L’année 2018 a marqué un tournant dans la question du féminisme en Corée du Sud. Les différents scandales et les manifestations organisées par les associations de défense des droits des femmes ont forcé le gouvernement à réagir. Si certaines mesures ont été prises, notamment pour renforcer les peines encourues après une agression sexuelle, les condamnations sont rares. En 2020, seulement 20 061 arrestations pour violences sexuelles ont été enregistrées par le ministère de l’Intérieur dans un pays où huit femmes sur dix déclarent avoir été victimes d’agression au moins une fois dans leur vie. Les mesures du gouvernement restent en surface et peinent à endiguer le problème. « Même si le président a pris des mesures, son parti a été touché par des scandales d’agressions sexuelles », explique Shan-Jan Sarah Liu, chercheuse et maîtresse de conférences en genre et politique à l’Université d’Édimbourg. « La réaction du parti et celle du président face à ces affaires n’a pas répondu aux attentes des femmes, ce qui explique un bilan jugé en demi-teinte ». Mais ce que l’État n’avait pas pu prédire est le mouvement de réaction masculin face à l’arrivée du féminisme dans le débat public. Un mouvement massif dont les répercussions se sont fait sentir lors du scrutin présidentiel.

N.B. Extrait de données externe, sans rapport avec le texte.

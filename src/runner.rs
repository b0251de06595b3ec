//! Scenario runner for batch projections and side-by-side comparison
//!
//! Holds one configured engine and runs it over many scenarios in parallel.

use rayon::prelude::*;
use rust_decimal::Decimal;
use serde::Serialize;

use crate::error::ProjectionError;
use crate::projection::{ProjectedFigures, ProjectionConfig, ProjectionEngine, ProjectionResult};
use crate::scenario::{Scenario, ScenarioType};

/// Scenarios compared when the caller does not pick any
pub const DEFAULT_COMPARE_COUNT: usize = 3;

/// Projection of one scenario in a batch
#[derive(Debug, Clone)]
pub struct ScenarioProjection {
    pub scenario_id: u32,
    pub result: Result<ProjectionResult, ProjectionError>,
}

/// One column of a scenario comparison
#[derive(Debug, Clone, Serialize)]
pub struct ComparisonRow {
    pub scenario_id: u32,
    pub name: String,
    pub scenario_type: ScenarioType,
    pub initial_investment: Decimal,
    pub monthly_contribution: Decimal,
    pub annual_return_rate_pct: Decimal,
    pub investment_period_years: u32,
    pub projected_value: Decimal,
    pub total_contributions: Decimal,
    pub total_gains: Decimal,
    /// Gains over contributions in percent, rounded to cents
    pub roi_pct: Option<Decimal>,
}

/// Pre-configured runner for efficient batch projections
///
/// # Example
/// ```ignore
/// let runner = ScenarioRunner::new();
/// for projection in runner.run_batch(&scenarios) {
///     println!("{}: {:?}", projection.scenario_id, projection.result);
/// }
/// ```
#[derive(Debug, Clone, Default)]
pub struct ScenarioRunner {
    engine: ProjectionEngine,
}

impl ScenarioRunner {
    /// Runner with the default configuration (snapshots included)
    pub fn new() -> Self {
        Self::default()
    }

    pub fn with_config(config: ProjectionConfig) -> Self {
        Self {
            engine: ProjectionEngine::new(config),
        }
    }

    /// Run a single scenario
    pub fn run(&self, scenario: &Scenario) -> Result<ProjectionResult, ProjectionError> {
        self.engine.project(&scenario.parameters)
    }

    /// Run many scenarios in parallel, results in input order
    ///
    /// A scenario the engine rejects does not stop the batch; its error is
    /// reported in its own slot.
    pub fn run_batch(&self, scenarios: &[Scenario]) -> Vec<ScenarioProjection> {
        let projections: Vec<ScenarioProjection> = scenarios
            .par_iter()
            .map(|scenario| ScenarioProjection {
                scenario_id: scenario.id,
                result: self.run(scenario),
            })
            .collect();

        let failed = projections.iter().filter(|p| p.result.is_err()).count();
        for projection in &projections {
            if let Err(err) = &projection.result {
                log::warn!("Scenario {} rejected: {}", projection.scenario_id, err);
            }
        }
        log::info!("Projected {} scenarios ({} rejected)", projections.len(), failed);

        projections
    }

    /// Compare the selected scenarios side by side
    ///
    /// With no ids, the most recently created scenarios are compared. Ids that
    /// match nothing are ignored; scenarios the engine rejects are skipped.
    pub fn compare(&self, scenarios: &[Scenario], ids: &[u32]) -> Vec<ComparisonRow> {
        let selected: Vec<&Scenario> = if ids.is_empty() {
            let mut newest: Vec<&Scenario> = scenarios.iter().collect();
            newest.sort_by(|a, b| b.created_at.cmp(&a.created_at));
            newest.truncate(DEFAULT_COMPARE_COUNT);
            newest
        } else {
            scenarios.iter().filter(|s| ids.contains(&s.id)).collect()
        };

        selected
            .into_iter()
            .filter_map(|scenario| match self.run(scenario) {
                Ok(result) => Some(comparison_row(scenario, &result)),
                Err(err) => {
                    log::warn!("Skipping scenario {} in comparison: {}", scenario.id, err);
                    None
                }
            })
            .collect()
    }
}

fn comparison_row(scenario: &Scenario, result: &ProjectionResult) -> ComparisonRow {
    let params = &scenario.parameters;
    ComparisonRow {
        scenario_id: scenario.id,
        name: scenario.name.clone(),
        scenario_type: scenario.scenario_type,
        initial_investment: params.initial_investment,
        monthly_contribution: params.monthly_contribution,
        annual_return_rate_pct: params.annual_return_rate_pct,
        investment_period_years: params.investment_period_years,
        projected_value: result.projected_value,
        total_contributions: result.total_contributions,
        total_gains: result.total_gains,
        roi_pct: result.roi_pct().map(|roi| roi.round_dp(2)),
    }
}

L’antiféminisme comme levier politique

En réaction à la libération de la parole des femmes, des voix masculines se sont fait entendre sur les réseaux sociaux qualifiant, de façon très originale, les militantes féministes d’ « hystériques » et de « malades mentales ». Ces discours se sont rapidement organisés en associations masculinistes de défense des hommes contre la haine que leur porteraient les femmes. Une association féministe radicale, Megalia, a été au centre des critiques masculines. Aujourd’hui dissoute à la suite d’une vague de cyberharcèlement en 2017, elle militait en reprenant les codes de discriminations faites aux femmes et en les retournant contre les hommes. L’une des actions les plus connues a été de discréditer les hommes par rapport à la taille de leur sexe en rapprochant le pouce et l’index. L’objectif était de rappeler la façon dont les hommes réduisent les femmes à leurs corps. Un geste qui a rendu furieuses les associations masculinistes et engendré des manifestations importantes dans les rues de la capitale et une vague de cyberharcèlement sur les réseaux sociaux. Pour ces militants, le féminisme va trop loin et les femmes chercheraient à supplanter les hommes dans la société.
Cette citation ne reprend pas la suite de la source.